Je mentirais si je disais que je n’ai pas rejoué Fable II sept ou huit fois pendant mon adolescence. Mais bien sûr, je devais le faire ; une seule partie ne suffisait pas à satisfaire mon envie. J’étais le héros éternel en une session, mais le sinistre héraut du chaos dans une autre. Ailleurs, j’étais le garnement public — le propriétaire gluant avec un complexe divin — ou un champion régulier du Creuset dans une dimension parallèle. J’étais un cultiste qui sacrifiait souvent des villageois à un vide sombre, tout comme le gars qui frappait négligemment des poules et s’autoproclamait Chasseur de Poules. J’étais un mari, un parent, ou le sorcier ultime. Le point est qu’avec la taille d’Albion et le nombre de possibilités qu’elle m’offrait, j’avais toujours l’impression d’avoir toujours quelque chose de nouveau à explorer.

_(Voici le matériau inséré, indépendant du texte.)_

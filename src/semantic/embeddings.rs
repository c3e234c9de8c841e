//! Embedding capability and the fastembed-backed model.
//!
//! Provides:
//! - The `Embedder` trait every backend implements
//! - `EmbeddingModel`, a wrapper around fastembed's `TextEmbedding`
//!   with a configurable cache directory and dimension probing
//! - `load_embedder`, which picks a backend from a model name

use fastembed::{InitOptions, TextEmbedding};
use std::path::PathBuf;
use std::sync::mpsc::{self, RecvTimeoutError};
use std::sync::{Arc, Mutex};
use std::time::Duration;

use crate::semantic::hash::HashEmbedder;

/// Default download timeout for model files (5 minutes)
const DEFAULT_DOWNLOAD_TIMEOUT: Duration = Duration::from_secs(300);

/// A dense embedding vector.
pub type Embedding = Vec<f32>;

/// Error type for embedding operations
#[derive(Debug, thiserror::Error)]
pub enum EmbeddingError {
    #[error("Cannot embed empty text")]
    EmptyInput,

    #[error("Model initialization failed: {0}")]
    InitFailed(String),

    #[error("Embedding generation failed: {0}")]
    EmbeddingFailed(String),

    #[error("Model download timed out after {0} seconds")]
    DownloadTimeout(u64),

    #[error("Invalid model name: {0}")]
    InvalidModel(String),
}

/// Maps text to a fixed-length vector.
///
/// Implementations must be deterministic for equal input and safe to call
/// from many threads at once.
pub trait Embedder: Send + Sync {
    /// Model name, used to tag persisted indexes.
    fn name(&self) -> &str;

    /// Length of every vector this embedder produces.
    fn dimensions(&self) -> usize;

    /// Generate an embedding for a single text.
    fn embed(&self, text: &str) -> Result<Embedding, EmbeddingError>;

    /// Generate embeddings for multiple texts, in input order.
    fn embed_batch(&self, texts: &[String]) -> Result<Vec<Embedding>, EmbeddingError> {
        texts.iter().map(|text| self.embed(text)).collect()
    }

    /// SHA256 of the model name, stored in index files.
    fn model_id_hash(&self) -> [u8; 32] {
        model_id_hash(self.name())
    }
}

/// Compute SHA256 hash of a model name for storage identification.
pub fn model_id_hash(model_name: &str) -> [u8; 32] {
    use sha2::{Digest, Sha256};
    let mut hasher = Sha256::new();
    hasher.update(model_name.as_bytes());
    hasher.finalize().into()
}

/// Pick an embedder for `model_name`.
///
/// `hash` and `hash-<dims>` select the offline feature-hashing embedder,
/// anything else is resolved as a fastembed model.
pub fn load_embedder(
    model_name: &str,
    cache_dir: PathBuf,
    download_timeout: Option<Duration>,
) -> Result<Arc<dyn Embedder>, EmbeddingError> {
    if let Some(embedder) = HashEmbedder::from_model_name(model_name)? {
        return Ok(Arc::new(embedder));
    }

    let model = EmbeddingModel::new(model_name, cache_dir, download_timeout)?;
    Ok(Arc::new(model))
}

/// Run `f` on its own thread and wait at most `timeout` for it.
///
/// fastembed has no download deadline of its own. On timeout the loader
/// thread is left to finish in the background and its result is dropped.
fn run_with_deadline<T, F>(timeout: Duration, f: F) -> Result<T, EmbeddingError>
where
    T: Send + 'static,
    F: FnOnce() -> T + Send + 'static,
{
    let (tx, rx) = mpsc::channel();
    std::thread::Builder::new()
        .name("model-loader".to_string())
        .spawn(move || {
            let _ = tx.send(f());
        })
        .map_err(|e| EmbeddingError::InitFailed(format!("Failed to spawn loader thread: {e}")))?;

    match rx.recv_timeout(timeout) {
        Ok(value) => Ok(value),
        Err(RecvTimeoutError::Timeout) => {
            log::warn!("model loading did not finish within {}s", timeout.as_secs());
            Err(EmbeddingError::DownloadTimeout(timeout.as_secs()))
        }
        Err(RecvTimeoutError::Disconnected) => Err(EmbeddingError::InitFailed(
            "model loader thread panicked".to_string(),
        )),
    }
}

/// Wrapper around fastembed's TextEmbedding model.
/// Uses a Mutex because fastembed's embed() requires &mut self.
pub struct EmbeddingModel {
    model: Mutex<TextEmbedding>,
    model_name: String,
    dimensions: usize,
}

impl EmbeddingModel {
    /// Create a new embedding model with the given name.
    ///
    /// The model will be downloaded on first use if not cached.
    /// Models are cached in the `models/` subdirectory of `cache_dir`.
    ///
    /// # Arguments
    /// * `model_name` - Name of the model (e.g., "all-MiniLM-L6-v2")
    /// * `cache_dir` - Directory to cache downloaded models
    /// * `download_timeout` - Optional timeout for model download
    pub fn new(
        model_name: &str,
        cache_dir: PathBuf,
        download_timeout: Option<Duration>,
    ) -> Result<Self, EmbeddingError> {
        let model_enum = Self::parse_model_name(model_name)?;
        let timeout = download_timeout.unwrap_or(DEFAULT_DOWNLOAD_TIMEOUT);

        let models_dir = cache_dir.join("models");
        std::fs::create_dir_all(&models_dir).map_err(|e| {
            EmbeddingError::InitFailed(format!("Failed to create models directory: {}", e))
        })?;

        log::info!("loading embedding model '{model_name}' from {}", models_dir.display());

        let mut model = run_with_deadline(timeout, move || {
            let options = InitOptions::new(model_enum)
                .with_cache_dir(models_dir)
                .with_show_download_progress(true);
            TextEmbedding::try_new(options).map_err(|e| e.to_string())
        })?
        .map_err(EmbeddingError::InitFailed)?;

        let dimensions = Self::probe_dimensions(&mut model)?;

        Ok(Self {
            model: Mutex::new(model),
            model_name: model_name.to_string(),
            dimensions,
        })
    }

    /// Parse model name string to fastembed enum.
    fn parse_model_name(
        name: &str,
    ) -> Result<fastembed::EmbeddingModel, EmbeddingError> {
        match name.to_lowercase().as_str() {
            "all-minilm-l6-v2" | "allminiml6v2" => {
                Ok(fastembed::EmbeddingModel::AllMiniLML6V2)
            }
            "all-minilm-l6-v2-q" | "allminiml6v2q" => {
                Ok(fastembed::EmbeddingModel::AllMiniLML6V2Q)
            }
            "bge-small-en-v1.5" | "bgesmallenv15" => {
                Ok(fastembed::EmbeddingModel::BGESmallENV15)
            }
            "bge-small-en-v1.5-q" | "bgesmallenv15q" => {
                Ok(fastembed::EmbeddingModel::BGESmallENV15Q)
            }
            "bge-base-en-v1.5" | "bgebaseenv15" => {
                Ok(fastembed::EmbeddingModel::BGEBaseENV15)
            }
            "bge-base-en-v1.5-q" | "bgebaseenv15q" => {
                Ok(fastembed::EmbeddingModel::BGEBaseENV15Q)
            }
            "bge-large-en-v1.5" | "bgelargeenv15" => {
                Ok(fastembed::EmbeddingModel::BGELargeENV15)
            }
            "bge-large-en-v1.5-q" | "bgelargeenv15q" => {
                Ok(fastembed::EmbeddingModel::BGELargeENV15Q)
            }
            _ => Err(EmbeddingError::InvalidModel(format!(
                "Unknown model: {}. Supported models: all-MiniLM-L6-v2, bge-small-en-v1.5, bge-base-en-v1.5, bge-large-en-v1.5 (add -q suffix for quantized), hash, hash-<dims>",
                name
            ))),
        }
    }

    /// Probe the model to determine embedding dimensions.
    fn probe_dimensions(model: &mut TextEmbedding) -> Result<usize, EmbeddingError> {
        let test_embeddings = model
            .embed(vec!["test"], None)
            .map_err(|e| EmbeddingError::InitFailed(format!("Failed to probe dimensions: {}", e)))?;

        test_embeddings
            .first()
            .map(|v| v.len())
            .ok_or_else(|| EmbeddingError::InitFailed("Model returned no embedding".to_string()))
    }
}

impl Embedder for EmbeddingModel {
    fn name(&self) -> &str {
        &self.model_name
    }

    fn dimensions(&self) -> usize {
        self.dimensions
    }

    fn embed(&self, text: &str) -> Result<Embedding, EmbeddingError> {
        if text.trim().is_empty() {
            return Err(EmbeddingError::EmptyInput);
        }

        let mut model = self.model.lock().map_err(|e| {
            EmbeddingError::EmbeddingFailed(format!("Failed to acquire model lock: {}", e))
        })?;

        let embeddings = model
            .embed(vec![text], None)
            .map_err(|e| EmbeddingError::EmbeddingFailed(e.to_string()))?;

        embeddings
            .into_iter()
            .next()
            .ok_or_else(|| EmbeddingError::EmbeddingFailed("No embedding returned".to_string()))
    }

    fn embed_batch(&self, texts: &[String]) -> Result<Vec<Embedding>, EmbeddingError> {
        if texts.is_empty() {
            return Ok(vec![]);
        }
        if texts.iter().any(|text| text.trim().is_empty()) {
            return Err(EmbeddingError::EmptyInput);
        }

        let mut model = self.model.lock().map_err(|e| {
            EmbeddingError::EmbeddingFailed(format!("Failed to acquire model lock: {}", e))
        })?;

        model
            .embed(texts.to_vec(), None)
            .map_err(|e| EmbeddingError::EmbeddingFailed(e.to_string()))
    }
}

Le seul inconvénient de Fable II est qu’il est un RPG assez facile. Étant donné que vous ne pouvez pas mourir dans le jeu, ni même perdre de la progression à cause d’une perte soudaine d’Orbes, les nouveaux joueurs sont moins susceptibles de rencontrer un véritable défi ici. Le combat, lui aussi, est incroyablement facile à maîtriser, puisqu’il consiste principalement à appuyer frénétiquement sur des boutons, à lancer des sorts et à répondre à l’occasion à des invites. Mais à part cela, c’est un excellent jeu qui dépasse les tropes habituels pour créer une cascade de fantaisie. Il est enchanteur, humoristique, mémorable et, avant tout, un conteur magistral dans l’univers du jeu de rôle.
Verdict

Fable II développe toutes ses fonctionnalités d’origine avec un bac à sable extraordinaire de possibilités créatives, aussi visuellement attrayant qu’un véritable plaisir à explorer. Avec une boussole morale raffinée, quatre fois plus d’activités et d’options de personnalisation, ainsi qu’une finition plus lisse et un gameplay plus fluide, la suite se démarque comme un véritable chef‑d’œuvre de son époque. Et il n’est pas fréquent que nous utilisions le terme chef‑d’œuvre. Fable II, pourtant, fait partie des rares titres qui méritent le crédit, l’attention et, si nous sommes excessivement généreux, une ovation debout.